Black worked nearly 30 years for the Directorate of Operations at the CIA, now known as the National Clandestine Service. As former CIA employee John Stockwell noted, the unit has “engineered covert action operations in virtually every corner of the globe,” resulting in violent coups and countless people killed. In 2007, it was revealed that more than 50 percent of the National Clandestine Service has been outsourced to private firms.
Black mounted the stage at a Black Hat conference in Las Vegas to make his prediction. “Your world, which everyone thought was college pranks … has morphed into physical destruction,” he told the nearly 6,000 hackers and security professionals at the conference, reports the Wall Street Journal. “Guess what: It is your turn whether you know it or not.”
Black’s comments fall on the heels of a suggestion by former CIA and NSA boss Michael Hayden that a “digital Blackwater” may be required to combat the threat of cyber terrorism.
“We may come to a point where defense is more actively and aggressively defined even for the private sector and what is permitted there is something that we would never let the private sector do in physical space,” Hayden said. “Let me really throw out a bumper sticker for you: how about a digital Blackwater?”
Cofer Black also said the cave-dwelling terror group al-Qaeda will go cyber. “They will enter the cyber world because it’s comparatively remote, comparatively safer than strapping on a bomb,” he said.
Black’s prediction follows a report issued by the British Home Office claiming al-Qaeda has launched a “cyber jihad.”
Last month, Deputy Secretary of Defense William Lynn III said it was “clear” terror groups were “intent on acquiring, refining, and expanding their cyber capabilities.”

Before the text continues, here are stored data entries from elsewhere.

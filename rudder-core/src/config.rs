//! Controller configuration, read from `<home>/.rudder/config.yaml`.
//!
//! Every field has a default, so an absent or partial file is valid.

use std::path::{Path, PathBuf};
use std::time::Duration;

use serde::{Deserialize, Serialize};

use crate::error::{io_err, StoreError};
use crate::store::rudder_root;

#[derive(Debug, Clone, PartialEq, Eq, Serialize, Deserialize)]
#[serde(default)]
pub struct ControllerConfig {
    /// Cadence of scheduled reconciliation passes.
    #[serde(with = "crate::duration::serde_str")]
    pub poll_interval: Duration,
    /// Reconciliation passes allowed to run in parallel.
    pub workers: usize,
    /// Upper bound on a single sync operation's Running state.
    #[serde(with = "crate::duration::serde_str")]
    pub max_operation_duration: Duration,
    /// Depth at which app-of-apps resolution gives up.
    pub max_tree_depth: usize,
    /// How long a workload may stay Progressing before it is Degraded.
    #[serde(with = "crate::duration::serde_str")]
    pub progress_deadline: Duration,
    /// Root of the directory-backed target environment.
    pub cluster_root: Option<PathBuf>,
}

impl Default for ControllerConfig {
    fn default() -> Self {
        Self {
            poll_interval: Duration::from_secs(180),
            workers: 4,
            max_operation_duration: Duration::from_secs(600),
            max_tree_depth: 16,
            progress_deadline: Duration::from_secs(600),
            cluster_root: None,
        }
    }
}

impl ControllerConfig {
    /// Resolved cluster root: configured value or `<home>/.rudder/cluster`.
    pub fn cluster_root_at(&self, home: &Path) -> PathBuf {
        self.cluster_root
            .clone()
            .unwrap_or_else(|| rudder_root(home).join("cluster"))
    }
}

/// `<home>/.rudder/config.yaml`
pub fn config_path_at(home: &Path) -> PathBuf {
    rudder_root(home).join("config.yaml")
}

/// Load the config, falling back to defaults when the file is absent.
pub fn load_at(home: &Path) -> Result<ControllerConfig, StoreError> {
    let path = config_path_at(home);
    if !path.exists() {
        return Ok(ControllerConfig::default());
    }
    let contents = std::fs::read_to_string(&path).map_err(|e| io_err(&path, e))?;
    if contents.trim().is_empty() {
        return Ok(ControllerConfig::default());
    }
    let config: ControllerConfig =
        serde_yaml::from_str(&contents).map_err(|e| StoreError::Parse {
            path: path.clone(),
            message: e.to_string(),
        })?;
    if config.workers == 0 {
        return Err(StoreError::Parse {
            path,
            message: "workers must be at least 1".to_string(),
        });
    }
    Ok(config)
}

#[cfg(test)]
mod tests {
    use super::*;
    use tempfile::TempDir;

    fn write_config(home: &Path, body: &str) {
        let path = config_path_at(home);
        std::fs::create_dir_all(path.parent().expect("parent")).expect("mkdir");
        std::fs::write(path, body).expect("write");
    }

    #[test]
    fn defaults_when_missing() {
        let home = TempDir::new().expect("home");
        let config = load_at(home.path()).expect("load");
        assert_eq!(config, ControllerConfig::default());
        assert!(config
            .cluster_root_at(home.path())
            .ends_with(".rudder/cluster"));
    }

    #[test]
    fn partial_file_keeps_other_defaults() {
        let home = TempDir::new().expect("home");
        write_config(home.path(), "poll_interval: 30s\nworkers: 8\n");
        let config = load_at(home.path()).expect("load");
        assert_eq!(config.poll_interval, Duration::from_secs(30));
        assert_eq!(config.workers, 8);
        assert_eq!(config.max_tree_depth, 16);
    }

    #[test]
    fn malformed_duration_is_a_parse_error_with_path() {
        let home = TempDir::new().expect("home");
        write_config(home.path(), "poll_interval: soon\n");
        let err = load_at(home.path()).unwrap_err();
        assert!(matches!(err, StoreError::Parse { .. }));
        assert!(err.to_string().contains("config.yaml"));
    }

    #[test]
    fn zero_workers_rejected() {
        let home = TempDir::new().expect("home");
        write_config(home.path(), "workers: 0\n");
        assert!(load_at(home.path()).is_err());
    }
}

Black cited the Stuxnet virus during his speech to Black Hat Linux geeks. “The Stuxnet attack is the Rubicon of our future… Your world, which people thought was college pranks cubed and squared, has now morphed into physical destruction… from the victim’s view, of a national resource. This is huge.”
Stuxnet shut down centrifuges critical to Iran’s uranium processing. The now infamous malware described as the world’s first cyber weapon was jointly developed by the United States and Israel. Unnamed sources at Israel’s Dimona nuclear complex admitted earlier this year that the sophisticated malware was developed in Israel over the last two years as part of a joint US-Israeli operation designed to sabotage Iran’s nuclear program.
In April of 2001, Black told a class at a military college that “something big” would happen in the United States. He later told a congressional inquiry into the 9/11 attacks that during the spring and summer of that year he “became convinced that al-Qaeda was going to strike hard.”